** SOURCE MATERIAL **
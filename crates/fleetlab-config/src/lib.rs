pub mod error;
pub mod schema;

pub use error::*;
pub use schema::*;

use std::path::PathBuf;

pub const ENV_CONFIG_PATH: &str = "FLEETLAB_CONFIG_PATH";

const CANDIDATES: [&str; 2] = ["fleetlab.local.yaml", "fleetlab.yaml"];

/// fleetlab's per-user configuration directory, created on first use
pub fn get_config_dir() -> Result<PathBuf> {
    let config_dir = dirs::config_dir()
        .ok_or(ConfigError::ConfigDirNotFound)?
        .join("fleetlab");

    if !config_dir.exists() {
        std::fs::create_dir_all(&config_dir)?;
    }

    Ok(config_dir)
}

/// Default location of provider SSH keys
pub fn default_key_dir() -> Result<PathBuf> {
    Ok(get_config_dir()?.join("keys"))
}

/// Finds the configuration file.
///
/// Search order:
/// 1. `FLEETLAB_CONFIG_PATH`
/// 2. current directory: fleetlab.local.yaml, fleetlab.yaml
/// 3. ./.fleetlab/config.yaml
/// 4. ~/.config/fleetlab/config.yaml
pub fn find_config_file() -> Result<PathBuf> {
    if let Ok(config_path) = std::env::var(ENV_CONFIG_PATH) {
        let path = PathBuf::from(config_path);
        if path.exists() {
            return Ok(path);
        }
    }

    let current_dir = std::env::current_dir()?;

    for filename in &CANDIDATES {
        let path = current_dir.join(filename);
        if path.exists() {
            return Ok(path);
        }
    }

    let project_config = current_dir.join(".fleetlab").join("config.yaml");
    if project_config.exists() {
        return Ok(project_config);
    }

    if let Some(config_dir) = dirs::config_dir() {
        let global_config = config_dir.join("fleetlab").join("config.yaml");
        if global_config.exists() {
            return Ok(global_config);
        }
    }

    Err(ConfigError::ConfigFileNotFound)
}

/// Loads the discovered file (or defaults when there is none), applies the
/// environment overrides and validates the result
pub fn load() -> Result<FleetlabConfig> {
    let mut config = match find_config_file() {
        Ok(path) => FleetlabConfig::from_file(&path)?,
        Err(ConfigError::ConfigFileNotFound) => FleetlabConfig::default(),
        Err(e) => return Err(e),
    };
    config.apply_env_overrides();
    config.validate()?;
    Ok(config)
}

#[cfg(test)]
mod tests {
    use super::*;
    use serial_test::serial;
    use std::fs;

    fn in_dir<F: FnOnce()>(dir: &std::path::Path, f: F) {
        let original_dir = std::env::current_dir().unwrap();
        std::env::set_current_dir(dir).unwrap();
        temp_env::with_vars_unset([ENV_CONFIG_PATH, ENV_BACKEND, ENV_PROJECT, ENV_OWNER], f);
        std::env::set_current_dir(original_dir).unwrap();
    }

    #[test]
    #[serial]
    fn test_find_config_in_current_dir() {
        let temp_dir = tempfile::tempdir().unwrap();
        fs::write(temp_dir.path().join("fleetlab.yaml"), "{}").unwrap();

        in_dir(temp_dir.path(), || {
            let found = find_config_file().unwrap();
            assert!(found.ends_with("fleetlab.yaml"));
        });
    }

    #[test]
    #[serial]
    fn test_local_file_wins() {
        let temp_dir = tempfile::tempdir().unwrap();
        fs::write(temp_dir.path().join("fleetlab.yaml"), "{}").unwrap();
        fs::write(temp_dir.path().join("fleetlab.local.yaml"), "{}").unwrap();

        in_dir(temp_dir.path(), || {
            let found = find_config_file().unwrap();
            assert!(found.ends_with("fleetlab.local.yaml"));
        });
    }

    #[test]
    #[serial]
    fn test_find_config_in_project_dir() {
        let temp_dir = tempfile::tempdir().unwrap();
        let project_dir = temp_dir.path().join(".fleetlab");
        fs::create_dir(&project_dir).unwrap();
        fs::write(project_dir.join("config.yaml"), "{}").unwrap();

        in_dir(temp_dir.path(), || {
            let found = find_config_file().unwrap();
            assert!(found.ends_with(".fleetlab/config.yaml"));
        });
    }

    #[test]
    #[serial]
    fn test_env_path_wins() {
        let temp_dir = tempfile::tempdir().unwrap();
        let custom = temp_dir.path().join("custom.yaml");
        fs::write(&custom, "backend:\n  type: aws\n").unwrap();
        fs::write(temp_dir.path().join("fleetlab.yaml"), "{}").unwrap();

        in_dir(temp_dir.path(), || {
            temp_env::with_var(ENV_CONFIG_PATH, Some(&custom), || {
                assert_eq!(find_config_file().unwrap(), custom);
                assert_eq!(load().unwrap().backend.kind, "aws");
            });
        });
    }

    #[test]
    #[serial]
    fn test_load_without_file_uses_defaults() {
        let temp_dir = tempfile::tempdir().unwrap();

        in_dir(temp_dir.path(), || {
            // a global config on the test machine would be picked up instead
            if let Ok(path) = find_config_file() {
                assert!(!path.starts_with(temp_dir.path()));
                return;
            }
            let config = load().unwrap();
            assert_eq!(config.backend.kind, "docker");
            assert_eq!(config.source, None);
        });
    }

    #[test]
    #[serial]
    fn test_load_rejects_invalid_backend() {
        let temp_dir = tempfile::tempdir().unwrap();
        fs::write(temp_dir.path().join("fleetlab.yaml"), "backend:\n  type: azure\n").unwrap();

        in_dir(temp_dir.path(), || {
            assert!(matches!(load(), Err(ConfigError::Invalid(_))));
        });
    }
}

** YOUR ASSIGNMENT **
In the reply, include exactly the lines from the beginning of the entries above through the line holding "let mut config", and nothing besides.

** SOLUTION BELOW **
filename crates/fleetlab-config/src/lib.rs
pub mod error;
pub mod schema;

pub use error::*;
pub use schema::*;

use std::path::PathBuf;

pub const ENV_CONFIG_PATH: &str = "FLEETLAB_CONFIG_PATH";

const CANDIDATES: [&str; 2] = ["fleetlab.local.yaml", "fleetlab.yaml"];

/// fleetlab's per-user configuration directory, created on first use
pub fn get_config_dir() -> Result<PathBuf> {
    let config_dir = dirs::config_dir()
        .ok_or(ConfigError::ConfigDirNotFound)?
        .join("fleetlab");

    if !config_dir.exists() {
        std::fs::create_dir_all(&config_dir)?;
    }

    Ok(config_dir)
}

/// Default location of provider SSH keys
pub fn default_key_dir() -> Result<PathBuf> {
    Ok(get_config_dir()?.join("keys"))
}

/// Finds the configuration file.
///
/// Search order:
/// 1. `FLEETLAB_CONFIG_PATH`
/// 2. current directory: fleetlab.local.yaml, fleetlab.yaml
/// 3. ./.fleetlab/config.yaml
/// 4. ~/.config/fleetlab/config.yaml
pub fn find_config_file() -> Result<PathBuf> {
    if let Ok(config_path) = std::env::var(ENV_CONFIG_PATH) {
        let path = PathBuf::from(config_path);
        if path.exists() {
            return Ok(path);
        }
    }

    let current_dir = std::env::current_dir()?;

    for filename in &CANDIDATES {
        let path = current_dir.join(filename);
        if path.exists() {
            return Ok(path);
        }
    }

    let project_config = current_dir.join(".fleetlab").join("config.yaml");
    if project_config.exists() {
        return Ok(project_config);
    }

    if let Some(config_dir) = dirs::config_dir() {
        let global_config = config_dir.join("fleetlab").join("config.yaml");
        if global_config.exists() {
            return Ok(global_config);
        }
    }

    Err(ConfigError::ConfigFileNotFound)
}

/// Loads the discovered file (or defaults when there is none), applies the
/// environment overrides and validates the result
pub fn load() -> Result<FleetlabConfig> {
    let mut config = match find_config_file() {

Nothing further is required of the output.